Extracted entries Start Marker
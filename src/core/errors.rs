//! Error types for the annotation pipeline.
//!
//! This module defines the errors that can occur while post-processing
//! segmentation masks, along with a severity classification that drives
//! the pipeline's skip/continue policy: per-object errors skip one mask,
//! per-image errors skip one image, and fatal errors halt the batch.

use std::path::PathBuf;
use thiserror::Error;

/// How far an error's blast radius extends.
///
/// The batch loops consult this to decide whether to skip the current
/// mask, skip the current image, or stop processing entirely.
#[derive(Debug, Clone, Copy, PartialEq, Eq)]
pub enum Severity {
    /// Skip the offending mask and continue with the next one.
    Object,
    /// Skip the offending image and continue with the next one.
    Image,
    /// Propagate and halt the batch.
    Fatal,
}

impl std::fmt::Display for Severity {
    fn fmt(&self, f: &mut std::fmt::Formatter<'_>) -> std::fmt::Result {
        match self {
            Severity::Object => write!(f, "object"),
            Severity::Image => write!(f, "image"),
            Severity::Fatal => write!(f, "fatal"),
        }
    }
}

/// Errors produced by the segmentation post-processing pipeline.
#[derive(Error, Debug)]
pub enum SegError {
    /// An image file could not be loaded or decoded.
    #[error("failed to load image '{path}'")]
    ImageLoad {
        /// Path of the offending image file.
        path: PathBuf,
        #[source]
        source: image::ImageError,
    },

    /// A region produced no traceable contour.
    #[error("no contour found for region {region_label}")]
    ContourNotFound {
        /// Connected-component label of the region within its mask.
        region_label: u32,
    },

    /// An image contained no non-white content to crop.
    #[error("empty content: {context}")]
    EmptyContent {
        /// Description of what was being cropped.
        context: String,
    },

    /// The external classifier collaborator failed.
    #[error("classification failed: {context}")]
    Classification {
        context: String,
        #[source]
        source: Option<Box<dyn std::error::Error + Send + Sync>>,
    },

    /// The external mask generator collaborator failed.
    #[error("mask generation failed: {context}")]
    MaskGeneration {
        context: String,
        #[source]
        source: Option<Box<dyn std::error::Error + Send + Sync>>,
    },

    /// A classifier label has no entry in the label dictionary.
    #[error("label '{label}' not present in the label dictionary")]
    UnknownLabel { label: String },

    /// Invalid input to a processing step.
    #[error("invalid input: {message}")]
    InvalidInput { message: String },

    /// A configuration problem, detected before processing starts.
    #[error("configuration: {message}")]
    ConfigError { message: String },

    /// IO error.
    #[error("io")]
    Io(#[from] std::io::Error),

    /// JSON serialization error.
    #[error("serialization")]
    Serialize(#[from] serde_json::Error),
}

impl SegError {
    /// Classifies this error per the pipeline's recovery policy.
    ///
    /// Crop, contour, and classification failures are confined to one
    /// object; image decode failures are confined to one image;
    /// everything else (misconfiguration, IO on output paths, a broken
    /// generator) halts the batch.
    pub fn severity(&self) -> Severity {
        match self {
            SegError::ContourNotFound { .. }
            | SegError::EmptyContent { .. }
            | SegError::Classification { .. }
            | SegError::UnknownLabel { .. } => Severity::Object,
            SegError::ImageLoad { .. } | SegError::MaskGeneration { .. } => Severity::Image,
            SegError::InvalidInput { .. }
            | SegError::ConfigError { .. }
            | SegError::Io(_)
            | SegError::Serialize(_) => Severity::Fatal,
        }
    }

    /// Creates an error for an image that could not be loaded.
    pub fn image_load(path: impl Into<PathBuf>, source: image::ImageError) -> Self {
        Self::ImageLoad {
            path: path.into(),
            source,
        }
    }

    /// Creates an error for a crop that found no content.
    pub fn empty_content(context: impl Into<String>) -> Self {
        Self::EmptyContent {
            context: context.into(),
        }
    }

    /// Creates an error for a failed classifier call.
    pub fn classification(
        context: impl Into<String>,
        source: impl std::error::Error + Send + Sync + 'static,
    ) -> Self {
        Self::Classification {
            context: context.into(),
            source: Some(Box::new(source)),
        }
    }

    /// Creates an error for a failed mask generator call.
    pub fn mask_generation(
        context: impl Into<String>,
        source: impl std::error::Error + Send + Sync + 'static,
    ) -> Self {
        Self::MaskGeneration {
            context: context.into(),
            source: Some(Box::new(source)),
        }
    }

    /// Creates an error for invalid input.
    pub fn invalid_input(message: impl Into<String>) -> Self {
        Self::InvalidInput {
            message: message.into(),
        }
    }

    /// Creates an error for a configuration problem.
    pub fn config_error(message: impl Into<String>) -> Self {
        Self::ConfigError {
            message: message.into(),
        }
    }
}

/// Convenient result alias for pipeline operations.
pub type SegResult<T> = Result<T, SegError>;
Extracted entries End Marker
What to produce: Print the records above again, every one, exactly as written.

Completed task:
filename src/core/errors.rs
//! Error types for the annotation pipeline.
//!
//! This module defines the errors that can occur while post-processing
//! segmentation masks, along with a severity classification that drives
//! the pipeline's skip/continue policy: per-object errors skip one mask,
//! per-image errors skip one image, and fatal errors halt the batch.

use std::path::PathBuf;
use thiserror::Error;

/// How far an error's blast radius extends.
///
/// The batch loops consult this to decide whether to skip the current
/// mask, skip the current image, or stop processing entirely.
#[derive(Debug, Clone, Copy, PartialEq, Eq)]
pub enum Severity {
    /// Skip the offending mask and continue with the next one.
    Object,
    /// Skip the offending image and continue with the next one.
    Image,
    /// Propagate and halt the batch.
    Fatal,
}

impl std::fmt::Display for Severity {
    fn fmt(&self, f: &mut std::fmt::Formatter<'_>) -> std::fmt::Result {
        match self {
            Severity::Object => write!(f, "object"),
            Severity::Image => write!(f, "image"),
            Severity::Fatal => write!(f, "fatal"),
        }
    }
}

/// Errors produced by the segmentation post-processing pipeline.
#[derive(Error, Debug)]
pub enum SegError {
    /// An image file could not be loaded or decoded.
    #[error("failed to load image '{path}'")]
    ImageLoad {
        /// Path of the offending image file.
        path: PathBuf,
        #[source]
        source: image::ImageError,
    },

    /// A region produced no traceable contour.
    #[error("no contour found for region {region_label}")]
    ContourNotFound {
        /// Connected-component label of the region within its mask.
        region_label: u32,
    },

    /// An image contained no non-white content to crop.
    #[error("empty content: {context}")]
    EmptyContent {
        /// Description of what was being cropped.
        context: String,
    },

    /// The external classifier collaborator failed.
    #[error("classification failed: {context}")]
    Classification {
        context: String,
        #[source]
        source: Option<Box<dyn std::error::Error + Send + Sync>>,
    },

    /// The external mask generator collaborator failed.
    #[error("mask generation failed: {context}")]
    MaskGeneration {
        context: String,
        #[source]
        source: Option<Box<dyn std::error::Error + Send + Sync>>,
    },

    /// A classifier label has no entry in the label dictionary.
    #[error("label '{label}' not present in the label dictionary")]
    UnknownLabel { label: String },

    /// Invalid input to a processing step.
    #[error("invalid input: {message}")]
    InvalidInput { message: String },

    /// A configuration problem, detected before processing starts.
    #[error("configuration: {message}")]
    ConfigError { message: String },

    /// IO error.
    #[error("io")]
    Io(#[from] std::io::Error),

    /// JSON serialization error.
    #[error("serialization")]
    Serialize(#[from] serde_json::Error),
}

impl SegError {
    /// Classifies this error per the pipeline's recovery policy.
    ///
    /// Crop, contour, and classification failures are confined to one
    /// object; image decode failures are confined to one image;
    /// everything else (misconfiguration, IO on output paths, a broken
    /// generator) halts the batch.
    pub fn severity(&self) -> Severity {
        match self {
            SegError::ContourNotFound { .. }
            | SegError::EmptyContent { .. }
            | SegError::Classification { .. }
            | SegError::UnknownLabel { .. } => Severity::Object,
            SegError::ImageLoad { .. } | SegError::MaskGeneration { .. } => Severity::Image,
            SegError::InvalidInput { .. }
            | SegError::ConfigError { .. }
            | SegError::Io(_)
            | SegError::Serialize(_) => Severity::Fatal,
        }
    }

    /// Creates an error for an image that could not be loaded.
    pub fn image_load(path: impl Into<PathBuf>, source: image::ImageError) -> Self {
        Self::ImageLoad {
            path: path.into(),
            source,
        }
    }

    /// Creates an error for a crop that found no content.
    pub fn empty_content(context: impl Into<String>) -> Self {
        Self::EmptyContent {
            context: context.into(),
        }
    }

    /// Creates an error for a failed classifier call.
    pub fn classification(
        context: impl Into<String>,
        source: impl std::error::Error + Send + Sync + 'static,
    ) -> Self {
        Self::Classification {
            context: context.into(),
            source: Some(Box::new(source)),
        }
    }

    /// Creates an error for a failed mask generator call.
    pub fn mask_generation(
        context: impl Into<String>,
        source: impl std::error::Error + Send + Sync + 'static,
    ) -> Self {
        Self::MaskGeneration {
            context: context.into(),
            source: Some(Box::new(source)),
        }
    }

    /// Creates an error for invalid input.
    pub fn invalid_input(message: impl Into<String>) -> Self {
        Self::InvalidInput {
            message: message.into(),
        }
    }

    /// Creates an error for a configuration problem.
    pub fn config_error(message: impl Into<String>) -> Self {
        Self::ConfigError {
            message: message.into(),
        }
    }
}

/// Convenient result alias for pipeline operations.
pub type SegResult<T> = Result<T, SegError>;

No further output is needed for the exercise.